Retrieve every line of the data holding the word "midnight".
═════ Excerpted data ═════
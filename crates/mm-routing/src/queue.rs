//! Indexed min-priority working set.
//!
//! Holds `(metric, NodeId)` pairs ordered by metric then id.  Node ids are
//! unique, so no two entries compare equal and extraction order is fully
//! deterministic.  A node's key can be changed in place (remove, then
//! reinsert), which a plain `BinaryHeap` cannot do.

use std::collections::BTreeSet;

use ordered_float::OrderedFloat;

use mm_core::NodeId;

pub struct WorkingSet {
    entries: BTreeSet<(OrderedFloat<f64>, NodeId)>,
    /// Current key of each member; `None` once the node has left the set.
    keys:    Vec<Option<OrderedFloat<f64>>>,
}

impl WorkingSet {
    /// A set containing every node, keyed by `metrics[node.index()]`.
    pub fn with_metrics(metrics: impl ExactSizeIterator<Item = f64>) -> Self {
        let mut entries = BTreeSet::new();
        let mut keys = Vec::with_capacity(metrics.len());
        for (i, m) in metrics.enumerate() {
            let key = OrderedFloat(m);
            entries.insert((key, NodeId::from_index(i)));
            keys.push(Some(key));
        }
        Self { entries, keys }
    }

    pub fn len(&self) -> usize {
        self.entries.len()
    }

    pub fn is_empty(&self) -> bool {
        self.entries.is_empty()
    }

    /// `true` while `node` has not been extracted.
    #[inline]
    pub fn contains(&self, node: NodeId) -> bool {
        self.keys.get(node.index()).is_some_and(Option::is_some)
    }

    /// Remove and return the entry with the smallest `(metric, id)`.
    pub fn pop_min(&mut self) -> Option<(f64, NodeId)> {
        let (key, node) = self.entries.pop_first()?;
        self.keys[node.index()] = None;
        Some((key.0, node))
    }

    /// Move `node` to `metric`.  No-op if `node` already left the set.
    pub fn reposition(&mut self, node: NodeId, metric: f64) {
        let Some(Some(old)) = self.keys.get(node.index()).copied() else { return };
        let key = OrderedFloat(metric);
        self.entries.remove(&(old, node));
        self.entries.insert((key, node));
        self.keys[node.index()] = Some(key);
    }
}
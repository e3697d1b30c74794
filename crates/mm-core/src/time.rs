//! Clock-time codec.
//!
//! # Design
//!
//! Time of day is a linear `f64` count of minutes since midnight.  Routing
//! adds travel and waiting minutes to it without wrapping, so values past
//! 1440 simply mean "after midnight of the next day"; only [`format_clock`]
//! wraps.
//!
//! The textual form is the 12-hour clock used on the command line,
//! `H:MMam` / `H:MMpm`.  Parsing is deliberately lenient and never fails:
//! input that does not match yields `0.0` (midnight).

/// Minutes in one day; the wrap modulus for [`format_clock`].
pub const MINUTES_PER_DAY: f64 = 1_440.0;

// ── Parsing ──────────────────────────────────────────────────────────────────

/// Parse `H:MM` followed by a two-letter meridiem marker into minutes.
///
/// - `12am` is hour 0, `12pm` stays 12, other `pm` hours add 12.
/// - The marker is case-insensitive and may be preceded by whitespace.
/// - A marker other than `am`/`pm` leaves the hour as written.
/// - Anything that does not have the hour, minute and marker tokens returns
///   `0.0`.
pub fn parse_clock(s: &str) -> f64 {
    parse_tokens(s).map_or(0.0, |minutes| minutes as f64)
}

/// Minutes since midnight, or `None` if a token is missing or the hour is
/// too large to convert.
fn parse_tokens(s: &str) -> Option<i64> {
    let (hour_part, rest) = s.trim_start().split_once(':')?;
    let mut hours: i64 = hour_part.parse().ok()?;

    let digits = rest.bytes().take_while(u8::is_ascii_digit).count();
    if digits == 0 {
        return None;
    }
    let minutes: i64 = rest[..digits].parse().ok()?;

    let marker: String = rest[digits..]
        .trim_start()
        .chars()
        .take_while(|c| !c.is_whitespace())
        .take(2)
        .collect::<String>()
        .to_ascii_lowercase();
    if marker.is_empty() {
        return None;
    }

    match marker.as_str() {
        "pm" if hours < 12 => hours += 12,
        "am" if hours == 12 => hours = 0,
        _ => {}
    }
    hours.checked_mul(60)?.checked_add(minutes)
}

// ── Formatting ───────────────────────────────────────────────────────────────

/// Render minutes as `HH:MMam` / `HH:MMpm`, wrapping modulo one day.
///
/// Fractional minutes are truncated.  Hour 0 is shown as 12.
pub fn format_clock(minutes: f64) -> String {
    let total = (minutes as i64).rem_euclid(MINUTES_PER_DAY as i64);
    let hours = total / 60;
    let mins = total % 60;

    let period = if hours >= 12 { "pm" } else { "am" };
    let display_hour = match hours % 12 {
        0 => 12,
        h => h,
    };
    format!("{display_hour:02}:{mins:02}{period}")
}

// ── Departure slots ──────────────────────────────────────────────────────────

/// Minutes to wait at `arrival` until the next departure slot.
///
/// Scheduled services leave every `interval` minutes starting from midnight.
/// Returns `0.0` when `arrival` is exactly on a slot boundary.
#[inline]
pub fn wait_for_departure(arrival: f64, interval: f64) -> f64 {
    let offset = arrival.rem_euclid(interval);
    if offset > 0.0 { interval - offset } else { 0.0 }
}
═════
═════ Excerpted data ═════
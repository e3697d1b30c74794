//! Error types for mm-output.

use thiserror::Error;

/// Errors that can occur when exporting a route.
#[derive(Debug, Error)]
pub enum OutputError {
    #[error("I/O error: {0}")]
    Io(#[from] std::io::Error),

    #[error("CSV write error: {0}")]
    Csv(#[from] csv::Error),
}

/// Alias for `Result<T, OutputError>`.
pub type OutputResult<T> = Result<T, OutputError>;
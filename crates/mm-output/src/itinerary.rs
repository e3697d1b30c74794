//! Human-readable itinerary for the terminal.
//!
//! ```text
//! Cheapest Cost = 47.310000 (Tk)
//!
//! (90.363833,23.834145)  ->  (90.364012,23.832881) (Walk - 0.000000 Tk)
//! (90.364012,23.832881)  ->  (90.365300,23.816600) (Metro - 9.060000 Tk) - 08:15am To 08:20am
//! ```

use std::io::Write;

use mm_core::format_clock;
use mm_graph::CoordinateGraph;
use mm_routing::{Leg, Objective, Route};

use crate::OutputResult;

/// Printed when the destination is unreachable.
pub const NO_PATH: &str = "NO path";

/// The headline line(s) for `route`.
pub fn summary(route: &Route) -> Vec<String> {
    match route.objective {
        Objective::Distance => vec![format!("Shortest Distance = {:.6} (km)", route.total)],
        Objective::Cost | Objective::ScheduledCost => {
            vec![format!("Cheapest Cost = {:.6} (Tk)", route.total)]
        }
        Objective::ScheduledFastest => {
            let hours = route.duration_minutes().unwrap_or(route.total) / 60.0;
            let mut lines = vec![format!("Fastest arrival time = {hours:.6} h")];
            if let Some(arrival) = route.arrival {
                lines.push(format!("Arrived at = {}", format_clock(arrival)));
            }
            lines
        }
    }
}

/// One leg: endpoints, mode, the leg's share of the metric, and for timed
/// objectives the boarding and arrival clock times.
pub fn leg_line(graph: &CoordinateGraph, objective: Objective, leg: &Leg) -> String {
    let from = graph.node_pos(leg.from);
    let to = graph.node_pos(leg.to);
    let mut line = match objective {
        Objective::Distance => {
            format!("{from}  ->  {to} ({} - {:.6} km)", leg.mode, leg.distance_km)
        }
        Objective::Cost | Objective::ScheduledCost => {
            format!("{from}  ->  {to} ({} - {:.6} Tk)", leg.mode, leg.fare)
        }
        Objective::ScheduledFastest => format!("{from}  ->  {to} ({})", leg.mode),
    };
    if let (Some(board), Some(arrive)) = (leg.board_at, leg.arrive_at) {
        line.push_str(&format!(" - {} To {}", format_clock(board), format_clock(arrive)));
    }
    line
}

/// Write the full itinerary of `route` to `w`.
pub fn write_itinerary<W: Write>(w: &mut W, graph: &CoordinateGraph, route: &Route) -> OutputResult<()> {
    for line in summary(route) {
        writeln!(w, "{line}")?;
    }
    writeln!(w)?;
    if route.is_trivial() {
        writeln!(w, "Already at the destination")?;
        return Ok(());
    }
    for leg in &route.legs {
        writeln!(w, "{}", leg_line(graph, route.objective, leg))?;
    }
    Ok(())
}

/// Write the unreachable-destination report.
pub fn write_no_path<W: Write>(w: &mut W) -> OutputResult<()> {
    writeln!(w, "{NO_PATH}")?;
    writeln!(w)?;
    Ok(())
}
═════
* Written response:
//! Time of day is a linear `f64` count of minutes since midnight.  Routing
//! 1440 simply mean "after midnight of the next day"; only [`format_clock`]
//! input that does not match yields `0.0` (midnight).
/// Minutes since midnight, or `None` if a token is missing or the hour is
/// Scheduled services leave every `interval` minutes starting from midnight.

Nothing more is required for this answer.